The task: The line containing "filename crates/zola-cli/src/main.rs" marks the end: output every line of the data up to it, and that line too, exactly as written.

Recorded information:
--- START ---

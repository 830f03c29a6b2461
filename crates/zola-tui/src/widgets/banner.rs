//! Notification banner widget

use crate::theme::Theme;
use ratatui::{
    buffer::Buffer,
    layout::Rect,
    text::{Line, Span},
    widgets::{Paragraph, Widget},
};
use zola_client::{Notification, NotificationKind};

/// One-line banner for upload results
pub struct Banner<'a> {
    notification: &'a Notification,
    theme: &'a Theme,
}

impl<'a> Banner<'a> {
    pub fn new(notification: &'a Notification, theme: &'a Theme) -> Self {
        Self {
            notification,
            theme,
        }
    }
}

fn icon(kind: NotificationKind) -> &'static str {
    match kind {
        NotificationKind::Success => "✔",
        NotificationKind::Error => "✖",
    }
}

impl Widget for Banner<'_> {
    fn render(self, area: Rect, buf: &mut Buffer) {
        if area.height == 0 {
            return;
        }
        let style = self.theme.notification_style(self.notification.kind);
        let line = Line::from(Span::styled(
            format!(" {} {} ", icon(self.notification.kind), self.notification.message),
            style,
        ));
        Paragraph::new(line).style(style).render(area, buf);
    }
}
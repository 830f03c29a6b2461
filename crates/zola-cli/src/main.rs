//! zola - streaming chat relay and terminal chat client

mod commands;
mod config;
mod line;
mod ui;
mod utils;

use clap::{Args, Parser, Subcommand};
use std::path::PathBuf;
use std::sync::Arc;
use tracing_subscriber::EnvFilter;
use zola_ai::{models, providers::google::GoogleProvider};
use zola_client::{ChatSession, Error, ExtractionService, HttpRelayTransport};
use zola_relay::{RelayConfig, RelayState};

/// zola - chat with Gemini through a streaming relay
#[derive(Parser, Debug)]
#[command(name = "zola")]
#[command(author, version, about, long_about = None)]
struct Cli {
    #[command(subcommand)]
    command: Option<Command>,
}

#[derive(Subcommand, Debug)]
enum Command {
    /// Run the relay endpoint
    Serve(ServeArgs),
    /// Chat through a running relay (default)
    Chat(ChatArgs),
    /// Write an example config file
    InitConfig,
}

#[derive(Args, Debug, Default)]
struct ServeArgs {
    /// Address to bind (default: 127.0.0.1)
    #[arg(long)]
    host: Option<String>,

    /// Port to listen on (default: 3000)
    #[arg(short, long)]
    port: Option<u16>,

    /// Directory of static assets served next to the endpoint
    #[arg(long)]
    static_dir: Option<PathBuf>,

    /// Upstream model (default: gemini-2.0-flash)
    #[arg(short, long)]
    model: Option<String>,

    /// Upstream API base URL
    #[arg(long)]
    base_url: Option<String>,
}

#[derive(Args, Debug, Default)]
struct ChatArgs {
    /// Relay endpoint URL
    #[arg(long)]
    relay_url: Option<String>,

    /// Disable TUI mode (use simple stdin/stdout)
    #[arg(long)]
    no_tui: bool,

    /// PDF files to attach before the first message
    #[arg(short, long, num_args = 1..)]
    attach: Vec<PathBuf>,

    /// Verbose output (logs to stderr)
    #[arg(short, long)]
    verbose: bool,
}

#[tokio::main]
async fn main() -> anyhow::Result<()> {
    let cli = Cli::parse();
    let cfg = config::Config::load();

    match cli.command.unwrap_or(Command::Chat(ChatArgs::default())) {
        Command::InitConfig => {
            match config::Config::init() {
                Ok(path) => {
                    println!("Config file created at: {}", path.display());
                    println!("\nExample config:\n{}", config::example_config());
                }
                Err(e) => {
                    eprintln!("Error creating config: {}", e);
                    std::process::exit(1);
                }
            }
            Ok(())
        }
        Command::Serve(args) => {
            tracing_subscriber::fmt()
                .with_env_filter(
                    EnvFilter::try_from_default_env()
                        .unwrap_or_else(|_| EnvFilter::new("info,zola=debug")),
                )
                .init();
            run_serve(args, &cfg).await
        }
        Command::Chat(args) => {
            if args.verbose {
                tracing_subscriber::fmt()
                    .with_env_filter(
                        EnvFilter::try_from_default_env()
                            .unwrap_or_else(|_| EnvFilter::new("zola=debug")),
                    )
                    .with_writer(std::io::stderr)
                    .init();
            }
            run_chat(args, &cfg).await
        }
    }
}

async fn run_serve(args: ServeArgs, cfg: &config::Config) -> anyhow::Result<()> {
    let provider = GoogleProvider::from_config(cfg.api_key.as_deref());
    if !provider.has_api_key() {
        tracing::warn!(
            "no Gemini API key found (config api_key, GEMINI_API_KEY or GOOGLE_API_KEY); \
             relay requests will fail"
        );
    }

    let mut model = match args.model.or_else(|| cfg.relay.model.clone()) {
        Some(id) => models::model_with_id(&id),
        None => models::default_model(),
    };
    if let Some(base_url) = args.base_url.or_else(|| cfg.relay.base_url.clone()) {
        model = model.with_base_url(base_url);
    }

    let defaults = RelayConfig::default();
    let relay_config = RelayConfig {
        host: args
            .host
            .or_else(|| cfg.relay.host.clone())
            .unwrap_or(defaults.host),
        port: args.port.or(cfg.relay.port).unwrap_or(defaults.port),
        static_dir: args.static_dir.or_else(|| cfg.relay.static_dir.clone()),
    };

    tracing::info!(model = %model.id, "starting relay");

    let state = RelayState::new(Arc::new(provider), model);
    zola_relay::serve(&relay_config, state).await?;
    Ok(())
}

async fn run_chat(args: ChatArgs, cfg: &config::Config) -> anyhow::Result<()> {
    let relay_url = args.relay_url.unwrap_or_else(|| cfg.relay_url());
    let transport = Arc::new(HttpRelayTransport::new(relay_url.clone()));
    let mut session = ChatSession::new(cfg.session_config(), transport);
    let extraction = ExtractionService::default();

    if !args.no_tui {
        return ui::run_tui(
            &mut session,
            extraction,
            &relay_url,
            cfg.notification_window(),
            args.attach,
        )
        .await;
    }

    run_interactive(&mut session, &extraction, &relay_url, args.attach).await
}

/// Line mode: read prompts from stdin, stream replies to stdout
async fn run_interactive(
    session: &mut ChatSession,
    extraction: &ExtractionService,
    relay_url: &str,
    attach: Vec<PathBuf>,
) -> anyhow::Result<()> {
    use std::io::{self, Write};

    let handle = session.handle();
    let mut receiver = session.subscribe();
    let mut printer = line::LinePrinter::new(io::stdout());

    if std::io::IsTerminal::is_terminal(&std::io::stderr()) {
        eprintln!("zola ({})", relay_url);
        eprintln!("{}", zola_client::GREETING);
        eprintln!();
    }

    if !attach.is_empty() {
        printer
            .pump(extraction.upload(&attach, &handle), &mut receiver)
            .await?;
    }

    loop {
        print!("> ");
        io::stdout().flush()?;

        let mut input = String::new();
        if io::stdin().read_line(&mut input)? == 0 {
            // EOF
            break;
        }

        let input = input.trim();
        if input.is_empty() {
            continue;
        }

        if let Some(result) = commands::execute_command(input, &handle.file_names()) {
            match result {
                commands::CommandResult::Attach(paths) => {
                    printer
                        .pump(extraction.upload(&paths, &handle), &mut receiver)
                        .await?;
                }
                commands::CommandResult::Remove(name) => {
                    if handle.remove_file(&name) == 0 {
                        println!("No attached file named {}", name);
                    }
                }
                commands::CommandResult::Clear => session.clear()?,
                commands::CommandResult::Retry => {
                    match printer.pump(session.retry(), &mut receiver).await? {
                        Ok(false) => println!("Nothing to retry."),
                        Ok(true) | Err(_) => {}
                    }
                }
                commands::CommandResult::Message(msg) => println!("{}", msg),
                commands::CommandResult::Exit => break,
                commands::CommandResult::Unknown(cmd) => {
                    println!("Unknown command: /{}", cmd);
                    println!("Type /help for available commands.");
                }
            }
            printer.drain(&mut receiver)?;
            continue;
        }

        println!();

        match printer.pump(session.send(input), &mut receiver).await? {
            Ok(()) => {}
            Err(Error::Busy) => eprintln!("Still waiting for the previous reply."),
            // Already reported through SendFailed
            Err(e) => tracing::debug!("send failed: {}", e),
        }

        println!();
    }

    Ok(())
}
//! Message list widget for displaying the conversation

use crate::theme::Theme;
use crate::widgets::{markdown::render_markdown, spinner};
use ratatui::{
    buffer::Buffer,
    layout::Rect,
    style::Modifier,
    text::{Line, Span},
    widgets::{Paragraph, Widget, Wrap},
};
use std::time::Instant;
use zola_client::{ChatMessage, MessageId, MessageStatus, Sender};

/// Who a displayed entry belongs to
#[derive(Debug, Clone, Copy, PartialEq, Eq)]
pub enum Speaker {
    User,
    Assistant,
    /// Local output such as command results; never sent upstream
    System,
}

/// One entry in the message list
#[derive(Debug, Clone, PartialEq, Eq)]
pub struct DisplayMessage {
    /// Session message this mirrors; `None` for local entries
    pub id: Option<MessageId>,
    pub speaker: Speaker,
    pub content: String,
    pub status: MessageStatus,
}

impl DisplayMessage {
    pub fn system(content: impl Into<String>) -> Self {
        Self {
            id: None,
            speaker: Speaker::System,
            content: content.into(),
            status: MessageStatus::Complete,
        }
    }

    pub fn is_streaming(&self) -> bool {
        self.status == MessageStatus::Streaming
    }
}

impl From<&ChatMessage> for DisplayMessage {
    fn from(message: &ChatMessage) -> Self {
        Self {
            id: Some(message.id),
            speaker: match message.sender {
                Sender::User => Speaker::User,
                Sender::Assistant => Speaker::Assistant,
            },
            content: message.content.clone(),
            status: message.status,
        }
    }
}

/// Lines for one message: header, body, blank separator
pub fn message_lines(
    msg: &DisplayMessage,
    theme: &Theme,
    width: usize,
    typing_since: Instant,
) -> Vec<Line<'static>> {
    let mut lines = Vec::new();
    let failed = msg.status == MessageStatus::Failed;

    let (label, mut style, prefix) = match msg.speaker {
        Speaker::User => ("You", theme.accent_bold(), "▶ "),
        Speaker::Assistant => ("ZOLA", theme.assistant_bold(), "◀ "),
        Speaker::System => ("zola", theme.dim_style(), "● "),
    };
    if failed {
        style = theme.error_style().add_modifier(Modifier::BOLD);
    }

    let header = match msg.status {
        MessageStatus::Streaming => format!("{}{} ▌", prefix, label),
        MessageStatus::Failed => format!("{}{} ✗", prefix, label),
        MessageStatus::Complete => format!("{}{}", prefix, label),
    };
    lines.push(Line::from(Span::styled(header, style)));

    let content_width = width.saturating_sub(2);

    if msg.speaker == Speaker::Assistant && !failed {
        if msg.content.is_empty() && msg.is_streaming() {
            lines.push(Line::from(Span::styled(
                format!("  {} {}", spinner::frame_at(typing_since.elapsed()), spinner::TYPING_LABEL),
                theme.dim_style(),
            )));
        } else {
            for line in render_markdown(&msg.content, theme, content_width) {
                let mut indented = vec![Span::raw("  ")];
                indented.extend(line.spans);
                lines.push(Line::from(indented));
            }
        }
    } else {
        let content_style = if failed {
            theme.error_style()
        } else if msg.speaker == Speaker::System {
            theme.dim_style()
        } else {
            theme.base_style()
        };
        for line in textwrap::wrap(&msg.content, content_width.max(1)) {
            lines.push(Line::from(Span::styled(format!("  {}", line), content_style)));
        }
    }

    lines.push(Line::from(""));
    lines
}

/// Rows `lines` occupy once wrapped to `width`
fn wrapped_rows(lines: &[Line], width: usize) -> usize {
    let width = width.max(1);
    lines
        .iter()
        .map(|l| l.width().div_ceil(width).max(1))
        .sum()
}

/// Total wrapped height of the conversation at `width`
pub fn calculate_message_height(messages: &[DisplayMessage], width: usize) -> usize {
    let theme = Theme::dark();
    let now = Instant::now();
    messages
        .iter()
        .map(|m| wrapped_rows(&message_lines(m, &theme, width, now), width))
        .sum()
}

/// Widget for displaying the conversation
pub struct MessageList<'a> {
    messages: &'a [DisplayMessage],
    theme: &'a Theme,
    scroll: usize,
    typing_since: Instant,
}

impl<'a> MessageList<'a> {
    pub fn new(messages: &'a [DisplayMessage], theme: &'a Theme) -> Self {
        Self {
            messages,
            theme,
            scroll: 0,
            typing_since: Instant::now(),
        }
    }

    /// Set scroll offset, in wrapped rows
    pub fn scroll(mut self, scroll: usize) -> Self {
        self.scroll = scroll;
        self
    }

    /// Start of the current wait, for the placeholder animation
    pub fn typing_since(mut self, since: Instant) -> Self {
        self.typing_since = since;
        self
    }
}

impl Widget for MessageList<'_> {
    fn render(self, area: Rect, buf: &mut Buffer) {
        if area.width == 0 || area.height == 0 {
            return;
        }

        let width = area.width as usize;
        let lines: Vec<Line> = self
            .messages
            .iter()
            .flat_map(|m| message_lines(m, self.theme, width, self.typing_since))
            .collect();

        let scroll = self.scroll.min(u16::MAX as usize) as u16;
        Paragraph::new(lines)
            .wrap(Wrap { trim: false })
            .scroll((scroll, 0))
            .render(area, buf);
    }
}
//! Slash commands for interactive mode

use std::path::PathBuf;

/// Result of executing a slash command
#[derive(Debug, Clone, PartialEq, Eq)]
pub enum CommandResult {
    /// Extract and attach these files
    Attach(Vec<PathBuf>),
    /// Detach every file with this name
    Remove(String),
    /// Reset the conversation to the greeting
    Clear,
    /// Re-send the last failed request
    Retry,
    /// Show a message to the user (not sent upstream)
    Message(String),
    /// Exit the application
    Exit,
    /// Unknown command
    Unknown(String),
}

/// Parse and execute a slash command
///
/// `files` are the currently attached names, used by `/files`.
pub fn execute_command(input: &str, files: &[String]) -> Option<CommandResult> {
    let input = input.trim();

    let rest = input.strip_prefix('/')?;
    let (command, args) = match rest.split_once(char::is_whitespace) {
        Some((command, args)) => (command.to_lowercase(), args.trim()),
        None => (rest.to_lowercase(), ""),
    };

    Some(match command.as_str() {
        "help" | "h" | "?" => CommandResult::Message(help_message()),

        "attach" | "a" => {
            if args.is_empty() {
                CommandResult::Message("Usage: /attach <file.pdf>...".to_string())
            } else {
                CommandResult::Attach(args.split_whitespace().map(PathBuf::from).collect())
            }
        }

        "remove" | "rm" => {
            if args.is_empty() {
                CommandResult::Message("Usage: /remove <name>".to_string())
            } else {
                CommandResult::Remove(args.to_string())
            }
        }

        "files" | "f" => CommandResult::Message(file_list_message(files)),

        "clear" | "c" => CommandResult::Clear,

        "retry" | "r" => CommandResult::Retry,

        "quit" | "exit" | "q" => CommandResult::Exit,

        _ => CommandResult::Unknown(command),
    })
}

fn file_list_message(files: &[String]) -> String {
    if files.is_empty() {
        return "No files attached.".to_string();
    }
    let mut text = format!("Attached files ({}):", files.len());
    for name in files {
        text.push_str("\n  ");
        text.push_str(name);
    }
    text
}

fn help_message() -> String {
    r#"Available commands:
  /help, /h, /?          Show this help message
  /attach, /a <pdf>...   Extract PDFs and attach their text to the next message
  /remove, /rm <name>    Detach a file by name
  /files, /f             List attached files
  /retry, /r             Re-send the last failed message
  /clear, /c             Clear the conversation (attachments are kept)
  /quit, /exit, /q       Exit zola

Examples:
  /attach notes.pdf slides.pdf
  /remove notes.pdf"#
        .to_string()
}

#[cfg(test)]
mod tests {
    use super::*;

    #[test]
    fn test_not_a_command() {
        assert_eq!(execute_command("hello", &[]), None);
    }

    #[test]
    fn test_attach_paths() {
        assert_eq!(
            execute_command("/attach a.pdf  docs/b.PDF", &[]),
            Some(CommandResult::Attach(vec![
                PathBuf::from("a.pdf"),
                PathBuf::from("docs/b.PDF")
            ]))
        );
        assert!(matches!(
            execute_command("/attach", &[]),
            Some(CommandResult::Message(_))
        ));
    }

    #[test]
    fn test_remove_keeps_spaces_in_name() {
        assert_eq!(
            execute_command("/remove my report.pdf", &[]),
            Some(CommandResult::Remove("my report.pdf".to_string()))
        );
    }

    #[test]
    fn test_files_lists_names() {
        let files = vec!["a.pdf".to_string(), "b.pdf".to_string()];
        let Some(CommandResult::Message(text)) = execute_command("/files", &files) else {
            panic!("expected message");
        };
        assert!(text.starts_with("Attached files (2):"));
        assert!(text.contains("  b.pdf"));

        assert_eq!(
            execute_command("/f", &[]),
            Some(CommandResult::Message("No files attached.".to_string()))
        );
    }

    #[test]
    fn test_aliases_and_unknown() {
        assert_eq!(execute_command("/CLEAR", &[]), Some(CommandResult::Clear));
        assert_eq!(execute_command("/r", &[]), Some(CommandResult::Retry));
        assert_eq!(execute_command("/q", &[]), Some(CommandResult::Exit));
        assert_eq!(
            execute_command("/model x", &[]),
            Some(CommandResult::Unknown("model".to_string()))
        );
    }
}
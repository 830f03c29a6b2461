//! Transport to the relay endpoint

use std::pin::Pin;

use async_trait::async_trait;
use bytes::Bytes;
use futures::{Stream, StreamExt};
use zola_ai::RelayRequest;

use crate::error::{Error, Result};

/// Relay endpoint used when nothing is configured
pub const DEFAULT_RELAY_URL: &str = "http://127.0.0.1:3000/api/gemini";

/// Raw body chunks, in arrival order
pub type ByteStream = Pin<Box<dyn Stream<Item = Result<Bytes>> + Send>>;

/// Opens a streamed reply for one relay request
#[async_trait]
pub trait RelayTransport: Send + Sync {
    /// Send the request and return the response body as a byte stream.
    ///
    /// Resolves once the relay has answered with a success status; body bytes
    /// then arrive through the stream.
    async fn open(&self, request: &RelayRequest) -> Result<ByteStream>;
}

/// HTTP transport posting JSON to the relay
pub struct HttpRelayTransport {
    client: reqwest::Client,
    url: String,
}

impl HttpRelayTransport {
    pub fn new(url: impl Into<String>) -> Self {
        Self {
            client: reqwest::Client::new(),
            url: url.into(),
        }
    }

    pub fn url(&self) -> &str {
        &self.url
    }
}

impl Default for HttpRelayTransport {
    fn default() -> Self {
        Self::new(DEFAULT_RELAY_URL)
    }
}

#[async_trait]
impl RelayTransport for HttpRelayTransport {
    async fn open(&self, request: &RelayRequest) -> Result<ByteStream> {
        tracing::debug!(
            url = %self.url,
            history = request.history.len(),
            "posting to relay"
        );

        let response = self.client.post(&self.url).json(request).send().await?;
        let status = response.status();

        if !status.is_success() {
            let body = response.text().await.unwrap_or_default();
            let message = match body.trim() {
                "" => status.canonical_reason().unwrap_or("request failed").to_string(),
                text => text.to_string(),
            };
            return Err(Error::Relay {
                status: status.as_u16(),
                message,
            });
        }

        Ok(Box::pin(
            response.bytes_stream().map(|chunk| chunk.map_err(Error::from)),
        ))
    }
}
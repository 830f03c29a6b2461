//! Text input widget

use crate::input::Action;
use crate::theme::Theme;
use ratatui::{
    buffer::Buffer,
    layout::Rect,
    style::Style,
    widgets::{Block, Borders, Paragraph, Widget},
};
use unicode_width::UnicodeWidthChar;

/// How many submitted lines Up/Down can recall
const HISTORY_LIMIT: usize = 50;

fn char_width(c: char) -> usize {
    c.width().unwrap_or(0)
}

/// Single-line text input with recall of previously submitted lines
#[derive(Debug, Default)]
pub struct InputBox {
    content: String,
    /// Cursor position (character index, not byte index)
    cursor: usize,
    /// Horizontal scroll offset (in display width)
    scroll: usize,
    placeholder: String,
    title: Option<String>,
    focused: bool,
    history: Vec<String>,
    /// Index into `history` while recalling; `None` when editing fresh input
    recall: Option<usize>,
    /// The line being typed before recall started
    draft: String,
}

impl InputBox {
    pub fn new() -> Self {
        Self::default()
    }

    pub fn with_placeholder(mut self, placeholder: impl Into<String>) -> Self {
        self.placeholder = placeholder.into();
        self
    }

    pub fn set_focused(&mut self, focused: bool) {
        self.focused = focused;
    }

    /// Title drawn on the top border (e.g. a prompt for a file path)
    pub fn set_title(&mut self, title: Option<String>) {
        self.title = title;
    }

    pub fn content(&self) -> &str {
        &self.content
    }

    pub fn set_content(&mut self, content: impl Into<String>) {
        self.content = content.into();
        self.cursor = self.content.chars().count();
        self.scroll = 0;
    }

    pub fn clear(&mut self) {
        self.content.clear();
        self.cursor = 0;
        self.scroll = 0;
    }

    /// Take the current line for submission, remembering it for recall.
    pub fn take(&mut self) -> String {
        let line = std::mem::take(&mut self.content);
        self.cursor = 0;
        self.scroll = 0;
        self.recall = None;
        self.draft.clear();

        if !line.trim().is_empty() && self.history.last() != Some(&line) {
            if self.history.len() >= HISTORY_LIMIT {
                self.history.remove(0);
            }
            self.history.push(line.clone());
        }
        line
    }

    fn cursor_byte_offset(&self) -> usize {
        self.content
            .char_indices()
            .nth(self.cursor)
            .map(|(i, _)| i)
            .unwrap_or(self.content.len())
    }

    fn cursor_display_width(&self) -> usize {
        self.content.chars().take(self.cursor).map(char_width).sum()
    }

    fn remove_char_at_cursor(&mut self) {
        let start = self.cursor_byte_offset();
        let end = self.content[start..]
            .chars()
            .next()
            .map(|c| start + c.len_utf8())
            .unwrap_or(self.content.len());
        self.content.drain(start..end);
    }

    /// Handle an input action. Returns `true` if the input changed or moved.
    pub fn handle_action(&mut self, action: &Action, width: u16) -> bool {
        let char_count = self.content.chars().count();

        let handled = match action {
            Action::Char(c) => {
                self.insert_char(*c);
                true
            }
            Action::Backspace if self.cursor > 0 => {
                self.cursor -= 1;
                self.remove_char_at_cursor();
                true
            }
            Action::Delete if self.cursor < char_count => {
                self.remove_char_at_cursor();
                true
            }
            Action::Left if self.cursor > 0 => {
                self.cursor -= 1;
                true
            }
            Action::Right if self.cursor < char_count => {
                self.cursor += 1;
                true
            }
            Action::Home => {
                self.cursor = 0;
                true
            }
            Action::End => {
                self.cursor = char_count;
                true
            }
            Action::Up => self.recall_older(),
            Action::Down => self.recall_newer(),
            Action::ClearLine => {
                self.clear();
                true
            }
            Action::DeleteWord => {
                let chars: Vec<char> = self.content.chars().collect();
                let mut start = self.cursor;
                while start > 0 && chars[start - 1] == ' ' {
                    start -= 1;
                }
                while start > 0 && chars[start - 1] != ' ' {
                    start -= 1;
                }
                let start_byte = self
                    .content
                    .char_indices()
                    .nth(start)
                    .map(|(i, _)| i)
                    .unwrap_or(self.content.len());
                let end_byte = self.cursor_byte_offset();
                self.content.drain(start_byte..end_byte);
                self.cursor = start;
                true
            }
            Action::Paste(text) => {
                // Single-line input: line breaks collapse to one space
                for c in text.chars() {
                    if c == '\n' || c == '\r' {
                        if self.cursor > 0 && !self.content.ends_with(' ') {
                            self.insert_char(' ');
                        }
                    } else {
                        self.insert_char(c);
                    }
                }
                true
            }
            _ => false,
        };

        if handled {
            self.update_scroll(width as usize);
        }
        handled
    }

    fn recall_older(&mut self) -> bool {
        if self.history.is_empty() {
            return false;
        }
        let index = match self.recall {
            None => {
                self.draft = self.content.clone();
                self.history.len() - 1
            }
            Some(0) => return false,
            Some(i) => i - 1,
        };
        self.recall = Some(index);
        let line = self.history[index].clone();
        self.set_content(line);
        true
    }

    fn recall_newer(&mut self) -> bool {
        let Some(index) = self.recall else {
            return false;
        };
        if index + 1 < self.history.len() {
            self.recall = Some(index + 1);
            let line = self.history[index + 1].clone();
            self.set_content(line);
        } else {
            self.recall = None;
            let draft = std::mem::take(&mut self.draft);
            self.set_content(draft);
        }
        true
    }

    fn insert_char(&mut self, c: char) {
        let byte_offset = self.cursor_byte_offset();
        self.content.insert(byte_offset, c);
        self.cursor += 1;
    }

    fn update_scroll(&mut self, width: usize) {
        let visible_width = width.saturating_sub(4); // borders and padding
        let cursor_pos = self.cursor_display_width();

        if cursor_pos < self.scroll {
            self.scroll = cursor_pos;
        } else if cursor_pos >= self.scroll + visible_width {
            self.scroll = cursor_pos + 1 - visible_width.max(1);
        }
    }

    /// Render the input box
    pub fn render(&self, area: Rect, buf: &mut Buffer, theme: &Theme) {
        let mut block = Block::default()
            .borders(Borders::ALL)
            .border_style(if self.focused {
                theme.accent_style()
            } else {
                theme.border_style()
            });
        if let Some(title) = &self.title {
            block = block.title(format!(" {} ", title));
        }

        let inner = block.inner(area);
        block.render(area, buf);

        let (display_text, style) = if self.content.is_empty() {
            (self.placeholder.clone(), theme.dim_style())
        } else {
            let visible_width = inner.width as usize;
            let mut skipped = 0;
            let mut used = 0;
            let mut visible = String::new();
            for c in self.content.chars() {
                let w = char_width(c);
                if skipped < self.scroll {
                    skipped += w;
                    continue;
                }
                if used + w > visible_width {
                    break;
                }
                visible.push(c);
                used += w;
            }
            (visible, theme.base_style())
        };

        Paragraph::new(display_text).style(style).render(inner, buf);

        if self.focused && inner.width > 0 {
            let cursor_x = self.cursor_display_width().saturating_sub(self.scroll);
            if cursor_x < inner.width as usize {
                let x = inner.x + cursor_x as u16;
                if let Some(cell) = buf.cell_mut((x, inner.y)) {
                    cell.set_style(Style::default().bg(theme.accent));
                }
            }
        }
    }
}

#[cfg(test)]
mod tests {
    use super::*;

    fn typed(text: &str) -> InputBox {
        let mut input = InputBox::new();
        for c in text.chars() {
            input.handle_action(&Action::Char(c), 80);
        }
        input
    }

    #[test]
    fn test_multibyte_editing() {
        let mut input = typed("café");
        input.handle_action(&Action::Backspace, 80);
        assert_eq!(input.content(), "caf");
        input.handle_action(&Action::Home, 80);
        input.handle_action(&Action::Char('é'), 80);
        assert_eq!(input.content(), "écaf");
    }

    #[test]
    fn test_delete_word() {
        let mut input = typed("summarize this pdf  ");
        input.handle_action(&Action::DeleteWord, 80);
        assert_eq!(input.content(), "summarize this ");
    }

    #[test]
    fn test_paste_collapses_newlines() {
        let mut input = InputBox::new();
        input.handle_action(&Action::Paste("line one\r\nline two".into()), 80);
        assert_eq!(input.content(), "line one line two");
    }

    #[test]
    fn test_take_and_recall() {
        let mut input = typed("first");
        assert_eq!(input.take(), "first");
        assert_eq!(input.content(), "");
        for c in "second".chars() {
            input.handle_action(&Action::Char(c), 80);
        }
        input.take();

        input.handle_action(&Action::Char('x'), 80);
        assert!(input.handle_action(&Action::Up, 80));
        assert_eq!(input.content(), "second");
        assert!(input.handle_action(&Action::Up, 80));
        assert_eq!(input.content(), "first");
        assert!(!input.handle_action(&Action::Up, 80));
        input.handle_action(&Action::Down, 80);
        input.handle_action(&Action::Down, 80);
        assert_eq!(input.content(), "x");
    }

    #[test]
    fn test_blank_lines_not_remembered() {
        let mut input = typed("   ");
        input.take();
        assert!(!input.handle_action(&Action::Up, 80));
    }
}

--- END ---

Exercise answer:
repository 830f03c29a6b2461
filename crates/zola-tui/src/widgets/banner.rs
//! Notification banner widget

use crate::theme::Theme;
use ratatui::{
    buffer::Buffer,
    layout::Rect,
    text::{Line, Span},
    widgets::{Paragraph, Widget},
};
use zola_client::{Notification, NotificationKind};

/// One-line banner for upload results
pub struct Banner<'a> {
    notification: &'a Notification,
    theme: &'a Theme,
}

impl<'a> Banner<'a> {
    pub fn new(notification: &'a Notification, theme: &'a Theme) -> Self {
        Self {
            notification,
            theme,
        }
    }
}

fn icon(kind: NotificationKind) -> &'static str {
    match kind {
        NotificationKind::Success => "✔",
        NotificationKind::Error => "✖",
    }
}

impl Widget for Banner<'_> {
    fn render(self, area: Rect, buf: &mut Buffer) {
        if area.height == 0 {
            return;
        }
        let style = self.theme.notification_style(self.notification.kind);
        let line = Line::from(Span::styled(
            format!(" {} {} ", icon(self.notification.kind), self.notification.message),
            style,
        ));
        Paragraph::new(line).style(style).render(area, buf);
    }
}
repository 830f03c29a6b2461
filename crates/zola-cli/src/main.rs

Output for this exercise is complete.